23. The system of claim 22 wherein the acknowledgement module is further configured to generate an acknowledgment packet for each data packet, wherein each acknowledgment packet includes a positive acknowledgement if a corresponding data packet was received without errors, or a negative acknowledgement if a corresponding data packet was lost or arrived at the receiver with errors.
24. The system of claim 21 wherein the transmitter transmits the data packets to the receiver over a high-rate wireless channel.
25. The system of claim 24 wherein the receiver transmits the acknowledgment packets to the transmitter in a burst sequence over a low-rate wireless channel.
26. The system of claim 25 wherein:
the communication controller of the transmitter is further configured to transmit the multiple data packets to the receiver by directional transmission beams over the high-rate wireless channel; and
the acknowledgment module of the receiver is further configured to transmit the burst acknowledgments to the sender by directional transmission over the low-rate wireless channel.
27. The system of claim 26 wherein a data packet in the multiple data packets includes beamtracking information.
28. The system of claim 27 wherein a corresponding acknowledgment packet further includes beamtracking information.
29. The system of claim 26 wherein the current time frame comprises a current beamtracking period and the next time frame comprises a next beamtracking period.
30. The system of claim 21 wherein the video information comprises uncompressed video information.
31. The system of claim 30 wherein the video information comprises uncompressed high-definition video information.
32. The system of claim 21 wherein the receiver further includes an error correction module configured to utilize retransmitted information to recover lost or erroneously received information.
33. The system of claim 21 wherein:
the communication module of the transmitter is further configured to place a copy of each transmitted data packet in a retransmission buffer, and to remove the data packets with positive acknowledgments from the retransmission buffer; and
the retransmitter is further configured for retransmitting a correct copy of the negatively acknowledged packets by delaying retransmission of the corresponding data packets remaining in the retransmission buffer until a next time frame for transmission of multiple data packets from the sender to the receiver, and during said next time frame, burst retransmitting the data packets from the retransmission buffer to the receiver over a wireless channel.

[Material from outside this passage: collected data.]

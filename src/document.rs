//! Document facade.
//!
//! [`Document`] runs the detection sequence over a byte stream and exposes a
//! uniform surface over the concrete variants: capability queries that never
//! fail, and operations that report [`Error::UnsupportedOperation`] when the
//! variant cannot perform them. Legacy binaries and bare CFB containers are
//! detection-only handles.

use crate::access::{CfbStorage, Storage, ZipStorage};
use crate::common::detection::{has_cfb_signature, has_zip_signature};
use crate::common::{Error, FileMeta, FileType, Result};
use crate::odf::OpenDocument;
use crate::ooxml::crypto::EncryptionInfo;
use crate::ooxml::OfficeOpenXml;
use crate::translate::HtmlConfig;
use log::debug;
use std::path::Path;

/// An opened office document of any supported variant.
pub struct Document {
    inner: Inner,
    decrypted: bool,
}

enum Inner {
    Odf(OpenDocument),
    Ooxml(OfficeOpenXml),
    /// OOXML encryption wrapper: descriptor plus the raw package stream.
    EncryptedOoxml {
        info: EncryptionInfo,
        package: Vec<u8>,
    },
    /// Recognized but otherwise unsupported variants.
    Detected(FileType),
}

impl Document {
    /// Open and detect a document from a file.
    pub fn open(path: impl AsRef<Path>) -> Result<Self> {
        Self::from_bytes(std::fs::read(path)?)
    }

    /// Open and detect a document held in memory.
    ///
    /// Sniffers are tried in priority order; each miss falls through to the
    /// next, and only full exhaustion reports [`Error::UnknownFormat`].
    pub fn from_bytes(bytes: Vec<u8>) -> Result<Self> {
        if has_zip_signature(&bytes) {
            // A ZIP signature over a broken archive is still an unknown file.
            let storage = ZipStorage::open(bytes.clone()).map_err(|_| Error::UnknownFormat)?;
            match OpenDocument::open(storage) {
                Ok(doc) => {
                    debug!("detected ODF package ({:?})", doc.file_type());
                    return Ok(Self {
                        inner: Inner::Odf(doc),
                        decrypted: false,
                    });
                }
                Err(Error::FormatMismatch(_)) => {}
                Err(e) => return Err(e),
            }
            match OfficeOpenXml::open(ZipStorage::open(bytes)?) {
                Ok(doc) => {
                    debug!("detected OOXML package");
                    return Ok(Self {
                        inner: Inner::Ooxml(doc),
                        decrypted: false,
                    });
                }
                Err(Error::FormatMismatch(_)) => {}
                Err(e) => return Err(e),
            }
            // A ZIP archive, but no office package structure inside.
            return Err(Error::UnknownFormat);
        }

        if has_cfb_signature(&bytes) {
            let storage = CfbStorage::open(bytes).map_err(|_| Error::UnknownFormat)?;
            let file_type = if storage.is_file("WordDocument") {
                FileType::LegacyWordDocument
            } else if storage.is_file("PowerPoint Document") {
                FileType::LegacyPowerpointPresentation
            } else if storage.is_file("Workbook") {
                FileType::LegacyExcelWorksheets
            } else if storage.is_file("EncryptionInfo") && storage.is_file("EncryptedPackage") {
                debug!("detected encrypted OOXML wrapper");
                let info = EncryptionInfo::parse(&storage.read("EncryptionInfo")?)?;
                let package = storage.read("EncryptedPackage")?;
                return Ok(Self {
                    inner: Inner::EncryptedOoxml { info, package },
                    decrypted: false,
                });
            } else {
                FileType::CompoundFileBinary
            };
            debug!("detected CFB container ({file_type:?})");
            return Ok(Self {
                inner: Inner::Detected(file_type),
                decrypted: false,
            });
        }

        Err(Error::UnknownFormat)
    }

    pub fn file_type(&self) -> FileType {
        match &self.inner {
            Inner::Odf(doc) => doc.file_type(),
            Inner::Ooxml(_) | Inner::EncryptedOoxml { .. } => FileType::OfficeOpenXml,
            Inner::Detected(file_type) => *file_type,
        }
    }

    pub fn is_encrypted(&self) -> bool {
        match &self.inner {
            Inner::Odf(doc) => doc.is_encrypted(),
            Inner::EncryptedOoxml { .. } => true,
            Inner::Ooxml(_) | Inner::Detected(_) => false,
        }
    }

    /// Whether [`Document::decrypt`] can do anything for this document.
    pub fn can_decrypt(&self) -> bool {
        self.is_encrypted()
    }

    /// Whether this handle was produced by a successful decrypt, as opposed
    /// to having been opened on a plain package.
    pub fn is_decrypted(&self) -> bool {
        self.decrypted
    }

    /// Whether [`Document::html`] is available in the current state.
    pub fn can_translate(&self) -> bool {
        match &self.inner {
            Inner::Odf(doc) => !doc.is_encrypted(),
            Inner::Ooxml(_) => true,
            Inner::EncryptedOoxml { .. } | Inner::Detected(_) => false,
        }
    }

    /// Whether [`Document::save`] is available in the current state.
    pub fn can_save(&self) -> bool {
        matches!(&self.inner, Inner::Odf(_) | Inner::Ooxml(_))
    }

    /// Whether in-place editing is available. No variant supports it yet;
    /// the query exists so callers can feature-probe uniformly.
    pub fn can_edit(&self) -> bool {
        false
    }

    /// Detection result, refined after decryption.
    pub fn meta(&self) -> FileMeta {
        match &self.inner {
            Inner::Odf(doc) => doc.meta(),
            Inner::Ooxml(doc) => doc.meta(),
            Inner::EncryptedOoxml { .. } => FileMeta {
                file_type: FileType::OfficeOpenXml,
                encrypted: true,
                entries: Vec::new(),
            },
            Inner::Detected(file_type) => FileMeta {
                file_type: *file_type,
                encrypted: false,
                entries: Vec::new(),
            },
        }
    }

    /// Decrypt the document in place.
    ///
    /// A wrong password leaves the document untouched and can be retried.
    /// For OOXML wrappers the decrypted bytes are re-detected, so the handle
    /// afterwards behaves exactly like one opened on a plain package.
    pub fn decrypt(&mut self, password: &str) -> Result<()> {
        match &mut self.inner {
            Inner::Odf(doc) if doc.is_encrypted() => {
                doc.decrypt(password)?;
                self.decrypted = true;
                Ok(())
            }
            Inner::EncryptedOoxml { info, package } => {
                let plain = info.decrypt(package, password)?;
                *self = Self::from_bytes(plain)?;
                self.decrypted = true;
                Ok(())
            }
            Inner::Odf(_) | Inner::Ooxml(_) | Inner::Detected(_) => {
                Err(Error::UnsupportedOperation("decrypt an unencrypted document"))
            }
        }
    }

    /// Translate the document into a self-contained HTML page.
    pub fn html(&self, config: HtmlConfig) -> Result<String> {
        match &self.inner {
            Inner::Odf(doc) => doc.html(config),
            Inner::Ooxml(doc) => doc.html(config),
            _ => Err(Error::UnsupportedOperation("translate to HTML")),
        }
    }

    /// Write the current package state to a file.
    pub fn save(&self, path: impl AsRef<Path>) -> Result<()> {
        match &self.inner {
            Inner::Odf(doc) => doc.save(path.as_ref()),
            Inner::Ooxml(doc) => doc.save(path.as_ref()),
            _ => Err(Error::UnsupportedOperation("save this document variant")),
        }
    }
}
//! Style resolution and CSS emission for ODF documents.
//!
//! Walks `office:styles` and `office:automatic-styles`, emits one CSS class
//! per style, and records each style's ancestor chain (parent style, then
//! family) in the context's [`StyleDependencyMap`] so the content translator
//! can expand style references into class lists.
//!
//! Known formatting attributes are mapped through a static substitution
//! table; everything else is dropped silently. Underline and line-through
//! both map to `text-decoration`, so whichever is written last overrides the
//! other. This matches long-standing renderer behavior and is left as is.

use crate::common::xml::XmlElement;
use crate::translate::{escape_style_name, TranslationContext};
use log::warn;
use phf::phf_map;
use std::fmt::Write as _;

/// Direct attribute to CSS property substitutions.
static PROPERTY_RULES: phf::Map<&'static str, &'static str> = phf_map! {
    "fo:text-align" => "text-align",
    "fo:font-size" => "font-size",
    "fo:font-weight" => "font-weight",
    "fo:font-style" => "font-style",
    "fo:color" => "color",
    "fo:background-color" => "background-color",
    "fo:page-width" => "width",
    "fo:page-height" => "height",
    "fo:margin" => "margin",
    "fo:margin-top" => "margin-top",
    "fo:margin-right" => "margin-right",
    "fo:margin-bottom" => "margin-bottom",
    "fo:margin-left" => "margin-left",
    "fo:padding" => "padding",
    "fo:padding-top" => "padding-top",
    "fo:padding-right" => "padding-right",
    "fo:padding-bottom" => "padding-bottom",
    "fo:padding-left" => "padding-left",
    "fo:border" => "border",
    "fo:border-top" => "border-top",
    "fo:border-right" => "border-right",
    "fo:border-bottom" => "border-bottom",
    "fo:border-left" => "border-left",
    "fo:text-indent" => "text-indent",
    "fo:line-height" => "line-height",
    "style:font-name" => "font-family",
    "style:column-width" => "width",
    "style:row-height" => "height",
    "style:width" => "width",
    "style:vertical-align" => "vertical-align",
};

/// Translate the style sections directly under `root` (the root element of
/// `styles.xml` or `content.xml`), writing CSS into the context and filling
/// its dependency map.
pub fn translate_styles(root: &XmlElement, ctx: &mut TranslationContext) {
    for section in root.elements() {
        if section.name == "office:styles" || section.name == "office:automatic-styles" {
            for style in section.elements() {
                translate_style(style, ctx);
            }
        }
    }
}

fn translate_style(style: &XmlElement, ctx: &mut TranslationContext) {
    match style.name.as_str() {
        "style:default-style" => {
            // Default styles are keyed by their family.
            let Some(family) = style.attribute("style:family") else {
                warn!("skipped default style without family attribute");
                return;
            };
            emit_class(&escape_style_name(family), style, ctx);
        }
        "style:style" => {
            let Some(raw_name) = style.attribute("style:name") else {
                warn!("skipped style without name attribute");
                return;
            };
            let name = escape_style_name(raw_name);

            let mut ancestors = Vec::new();
            if let Some(parent) = style.attribute("style:parent-style-name") {
                ancestors.push(escape_style_name(parent));
            }
            if let Some(family) = style.attribute("style:family") {
                ancestors.push(escape_style_name(family));
            }

            emit_class(&name, style, ctx);
            ctx.styles.insert(name, ancestors);
        }
        // Font faces, page layouts and list styles carry no class output.
        _ => {}
    }
}

/// Emit `.name.name { ... }` with the style's mapped properties.
///
/// The doubled class selector outranks the single-class selectors of
/// inherited ancestors without resorting to `!important`.
fn emit_class(name: &str, style: &XmlElement, ctx: &mut TranslationContext) {
    let _ = write!(ctx.output, ".{name}.{name} {{");
    for properties in style
        .elements()
        .filter(|e| e.name.ends_with("-properties"))
    {
        for (attr, value) in &properties.attributes {
            translate_property(attr, value, ctx);
        }
    }
    ctx.write("}\n");
}

fn translate_property(attr: &str, value: &str, ctx: &mut TranslationContext) {
    if let Some(css) = PROPERTY_RULES.get(attr) {
        let _ = write!(ctx.output, "{css}:{value};");
        return;
    }
    match attr {
        "style:text-underline-style" => {
            if value == "solid" {
                ctx.write("text-decoration:underline;");
            }
        }
        "style:text-line-through-style" => {
            if value == "solid" {
                ctx.write("text-decoration:line-through;");
            }
        }
        _ => {}
    }
}
//! OpenDocument format support.
//!
//! An [`OpenDocument`] wraps a ZIP package identified by its `mimetype`
//! entry. Protected packages carry per-entry encryption descriptors in the
//! manifest; after [`OpenDocument::decrypt`] the package is served from an
//! in-memory decrypted view and every other operation works unchanged.

pub mod content;
pub mod crypto;
pub mod manifest;
pub mod styles;

use crate::access::{Storage, ZipStorage};
use crate::common::detection::detect_odf_type;
use crate::common::{EntryMeta, Error, FileMeta, FileType, Result};
use crate::common::xml::{parse_document, XmlElement};
use crate::translate::{html_page, HtmlConfig, TranslationContext};
use manifest::Manifest;
use std::fs::File;
use std::io::Write as _;
use std::path::Path;
use zip::write::SimpleFileOptions;

/// An opened ODF package.
pub struct OpenDocument {
    storage: Box<dyn Storage>,
    file_type: FileType,
    manifest: Manifest,
    encrypted: bool,
}

impl OpenDocument {
    /// Identify and open an ODF package from a ZIP storage.
    ///
    /// Returns [`Error::FormatMismatch`] when the `mimetype` entry is absent
    /// or names something other than the supported document classes, so the
    /// detector can fall through to the OOXML sniffer.
    pub fn open(storage: ZipStorage) -> Result<Self> {
        if !storage.is_file("mimetype") {
            return Err(Error::FormatMismatch("opendocument"));
        }
        let mimetype = String::from_utf8_lossy(&storage.read("mimetype")?).into_owned();
        let file_type =
            detect_odf_type(&mimetype).ok_or(Error::FormatMismatch("opendocument"))?;

        let manifest = if storage.is_file("META-INF/manifest.xml") {
            Manifest::parse(&storage.read("META-INF/manifest.xml")?)?
        } else {
            Manifest::default()
        };
        let encrypted = manifest.is_encrypted();

        Ok(Self {
            storage: Box::new(storage),
            file_type,
            manifest,
            encrypted,
        })
    }

    pub fn file_type(&self) -> FileType {
        self.file_type
    }

    pub fn is_encrypted(&self) -> bool {
        self.encrypted
    }

    /// Detection result plus per-sheet entries for plain spreadsheets.
    pub fn meta(&self) -> FileMeta {
        let entries = if self.file_type == FileType::OdfSpreadsheet && !self.encrypted {
            self.sheet_entries().unwrap_or_default()
        } else {
            Vec::new()
        };
        FileMeta {
            file_type: self.file_type,
            encrypted: self.encrypted,
            entries,
        }
    }

    /// Decrypt every protected entry with the given password.
    ///
    /// On success the decrypted view replaces the original storage. A no-op
    /// for packages that were never encrypted.
    pub fn decrypt(&mut self, password: &str) -> Result<()> {
        if !self.encrypted {
            return Ok(());
        }
        let decrypted = crypto::decrypt_package(self.storage.as_ref(), &self.manifest, password)?;
        self.storage = Box::new(decrypted);
        self.encrypted = false;
        Ok(())
    }

    /// Translate the document into a self-contained HTML page.
    pub fn html(&self, config: HtmlConfig) -> Result<String> {
        if self.encrypted {
            return Err(Error::UnsupportedOperation(
                "translate an encrypted document",
            ));
        }
        let mut ctx = TranslationContext::new(config);

        if self.storage.is_file("styles.xml") {
            let root = parse_document(&self.storage.read("styles.xml")?)?;
            styles::translate_styles(&root, &mut ctx);
        }
        let content_root = parse_document(&self.storage.read("content.xml")?)?;
        // content.xml carries the automatic styles of the body.
        styles::translate_styles(&content_root, &mut ctx);

        let css = std::mem::take(&mut ctx.output);
        content::translate_content(&content_root, &mut ctx);
        Ok(html_page(&css, &ctx.output, &ctx.config))
    }

    /// Write the current package state to a ZIP file.
    ///
    /// After a decrypt this persists the plaintext package. The `mimetype`
    /// entry goes first and uncompressed, per ODF packaging rules.
    pub fn save(&self, path: &Path) -> Result<()> {
        let file = File::create(path)?;
        let mut writer = zip::ZipWriter::new(file);
        let stored = SimpleFileOptions::default().compression_method(zip::CompressionMethod::Stored);

        if self.storage.is_file("mimetype") {
            writer
                .start_file("mimetype", stored)
                .map_err(|e| Error::Zip(e.to_string()))?;
            writer.write_all(&self.storage.read("mimetype")?)?;
        }
        for name in self.storage.list_entries() {
            if name == "mimetype" || name.ends_with('/') {
                continue;
            }
            writer
                .start_file(&*name, SimpleFileOptions::default())
                .map_err(|e| Error::Zip(e.to_string()))?;
            writer.write_all(&self.storage.read(&name)?)?;
        }
        writer.finish().map_err(|e| Error::Zip(e.to_string()))?;
        Ok(())
    }

    /// Sheet names and dimensions from `content.xml`.
    fn sheet_entries(&self) -> Result<Vec<EntryMeta>> {
        let root = parse_document(&self.storage.read("content.xml")?)?;
        let mut entries = Vec::new();
        if let Some(spreadsheet) = root
            .child("office:body")
            .and_then(|body| body.child("office:spreadsheet"))
        {
            for table in spreadsheet.elements().filter(|e| e.name == "table:table") {
                entries.push(EntryMeta {
                    name: table.attribute("table:name").unwrap_or_default().to_string(),
                    row_count: count_rows(table),
                    column_count: count_columns(table),
                });
            }
        }
        Ok(entries)
    }
}

fn repeat_count(elem: &XmlElement, attr: &str) -> u32 {
    elem.attribute(attr)
        .and_then(|v| v.trim().parse().ok())
        .unwrap_or(1)
}

fn count_rows(table: &XmlElement) -> u32 {
    table
        .elements()
        .filter(|e| e.name == "table:table-row")
        .map(|row| repeat_count(row, "table:number-rows-repeated"))
        .sum()
}

fn count_columns(table: &XmlElement) -> u32 {
    table
        .elements()
        .filter(|e| e.name == "table:table-row")
        .map(|row| {
            row.elements()
                .filter(|e| e.name == "table:table-cell" || e.name == "table:covered-table-cell")
                .map(|cell| repeat_count(cell, "table:number-columns-repeated"))
                .sum()
        })
        .max()
        .unwrap_or(0)
}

34. The system of claim 33 wherein the retransmitter is further configured to retransmit said corresponding data packets from the retransmission buffer to the receiver in a burst sequence at the beginning of said next time frame.
35. The system of claim 34 wherein the current time frame comprises a current beamtracking period and the next time frame comprises a next beamtracking period.
36. The system of claim 21 wherein:
the communication controller of the transmitter is further configured to place a copy of each transmitted data packet in a retransmission buffer; and
the retransmitter is further configured for retransmitting a correct copy of information for the negatively acknowledged packets by delaying retransmission of the corresponding data packets in the retransmission buffer until a next time frame for transmission of multiple data packets from the sender to the receiver, and during said next time frame, burst retransmitting the data packets from the retransmission buffer to the receiver over a wireless channel.
37. The system of claim 36 wherein the retransmitter is further configured for retransmitting the data packets by retransmitting the data packets from the retransmission buffer to the receiver in a burst sequence at the beginning of said next time frame.
38. The system of claim 37 wherein the current time frame comprises a current beamtracking period and the next time frame comprises a next beamtracking period.
39. The system of claim 36 wherein the communication controller is further configured such that at the beginning of said next time frame, the communication controller empties the remaining data packets from the retransmission buffer.
40. A wireless transmitter for communication of video information over wireless channels, comprising:
a packetizer configured for packetizing video information bits into one or more data packets;
a communication controller for transmitting multiple data packets over a wireless channel to a receiver during a current time frame; and
a retransmitter configured to transmit a correct copy of information identified in the negatively acknowledged packets from a receiver, by burst retransmissions during a next time frame for transmission of further data packets from the transmitter over a wireless channel.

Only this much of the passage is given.